Previous studies showed that endogenous adenosine, an anti-inflammatory agent, was released at sites of injury and inflammation thereby decreasing the excessive production of pro-inflammatory cytokines. Caffeine, a non-specific adenosine blocker, has been reported in several studies to have opposing immune-modulatory effects. In this study, the effects of caffeine and adenosine on TLR-4 in promoting or decreasing the production of TNF-α and IL-12 by LPS-stimulated monocytes were investigated. Monocytes were isolated using Pluribead® kit from pooled blood obtained from ten volunteers. The monocytes were then incubated for 24 hours with Lipopolysaccharide (pLPS) extracted from Escherichia coli (aTLR-4 ligand activator), adenosine, caffeine and LPS extracted from Rhodobacter sphaeroides (LPS-RS, a TLR-4 ligand blocker), each alone or in different combinations. Later, the levels of pro-inflammatory cytokines TNFα and IL-12 were assessed in supernatants using an Enzyme Linked Immuno Assay (ELISA). Caffeine and adenosine significantly reduced the amount of TNFα and IL-12 produced by LPS-stimulated monocytes.
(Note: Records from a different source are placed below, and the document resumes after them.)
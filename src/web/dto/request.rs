//! Request DTOs for the HTTP API.

use serde::Deserialize;
use validator::Validate;

use super::validation::{bcrypt_length, no_control_chars, not_empty_trimmed};
use crate::auth::RegistrationRequest;
use crate::db::{NewPost, PostUpdate};

/// Registration request.
#[derive(Deserialize, Validate)]
pub struct RegisterRequest {
    /// Login email.
    #[validate(email(message = "Must be a valid email address"))]
    pub email: String,
    /// Display name.
    #[validate(
        length(min = 1, max = 100, message = "Must be between 1 and 100 characters"),
        custom(function = "not_empty_trimmed"),
        custom(function = "no_control_chars")
    )]
    pub name: String,
    /// Plaintext password.
    #[validate(
        length(min = 1, message = "Must not be empty"),
        custom(function = "bcrypt_length")
    )]
    pub password: String,
}

impl From<RegisterRequest> for RegistrationRequest {
    fn from(req: RegisterRequest) -> Self {
        RegistrationRequest::new(req.email, req.name, req.password)
    }
}

/// Log-in request.
#[derive(Deserialize, Validate)]
pub struct LoginRequest {
    /// Login email.
    #[validate(length(min = 1, message = "Must not be empty"))]
    pub email: String,
    /// Plaintext password.
    #[validate(length(min = 1, message = "Must not be empty"))]
    pub password: String,
}

/// Post creation request.
#[derive(Debug, Deserialize, Validate)]
pub struct CreatePostRequest {
    /// Post title.
    #[validate(
        length(min = 1, max = 200, message = "Must be between 1 and 200 characters"),
        custom(function = "not_empty_trimmed"),
        custom(function = "no_control_chars")
    )]
    pub title: String,
    /// Post body.
    #[validate(custom(function = "not_empty_trimmed"))]
    pub content: String,
}

impl From<CreatePostRequest> for NewPost {
    fn from(req: CreatePostRequest) -> Self {
        NewPost::new(req.title, req.content)
    }
}

/// Partial post update. Absent fields are left unchanged.
#[derive(Debug, Default, Deserialize, Validate)]
pub struct UpdatePostRequest {
    /// New title.
    #[serde(default)]
    #[validate(length(min = 1, max = 200, message = "Must be between 1 and 200 characters"))]
    pub title: Option<String>,
    /// New body.
    #[serde(default)]
    #[validate(length(min = 1, message = "Must not be empty"))]
    pub content: Option<String>,
}

impl From<UpdatePostRequest> for PostUpdate {
    fn from(req: UpdatePostRequest) -> Self {
        PostUpdate {
            title: req.title,
            content: req.content,
        }
    }
}
//! HTTP server for inkpost.

use std::net::SocketAddr;
use std::sync::Arc;

use tokio::net::TcpListener;

use crate::config::Config;
use crate::{Database, InkpostError, Result};

use super::handlers::AppState;
use super::router::create_app;

/// HTTP server for the API.
pub struct WebServer {
    addr: SocketAddr,
    app_state: Arc<AppState>,
    cors_origins: Vec<String>,
}

impl WebServer {
    /// Create a new web server over an opened database.
    pub fn new(config: &Config, db: &Database) -> Result<Self> {
        let addr = format!("{}:{}", config.server.host, config.server.port)
            .parse()
            .map_err(|e| InkpostError::Config(format!("invalid server address: {e}")))?;

        Ok(Self {
            addr,
            app_state: Arc::new(AppState::from_database(db, &config.auth)),
            cors_origins: config.web.cors_origins.clone(),
        })
    }

    /// Get the configured address.
    pub fn addr(&self) -> SocketAddr {
        self.addr
    }

    /// Run the web server until it fails.
    pub async fn run(self) -> Result<()> {
        if let Err(e) = self.app_state.auth.warm_up().await {
            tracing::warn!("Log-in timing guard not ready: {}", e);
        }
        let router = create_app(self.app_state, &self.cors_origins);

        let listener = TcpListener::bind(self.addr).await?;
        tracing::info!("Web server listening on http://{}", listener.local_addr()?);

        axum::serve(listener, router).await?;
        Ok(())
    }

    /// Run the server in the background and return the bound address.
    ///
    /// Useful for tests binding to port 0.
    pub async fn run_with_addr(self) -> Result<SocketAddr> {
        if let Err(e) = self.app_state.auth.warm_up().await {
            tracing::warn!("Log-in timing guard not ready: {}", e);
        }
        let router = create_app(self.app_state, &self.cors_origins);

        let listener = TcpListener::bind(self.addr).await?;
        let local_addr = listener.local_addr()?;
        tracing::info!("Web server listening on http://{}", local_addr);

        tokio::spawn(async move {
            if let Err(e) = axum::serve(listener, router).await {
                tracing::error!("Web server error: {}", e);
            }
        });

        Ok(local_addr)
    }
}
Regarding non-stimulated and LPS-RS blocked monocytes, the presence of adenosine and caffeine significantly decreased TNFα levels produced by these cells but had little or non-significant effect on the levels of IL-12. In conclusion, both caffeine and adenosine blocked the production of the pro-inflammatory cytokines by pLPS-stimulated-monocytes. TLR-4 did not appear to be involved in the signaling pathway of caffeine and adenosine since blocking of TLR-4 did not abolish the effects of adenosine and caffeine on production of cytokines, in particular TNF-α.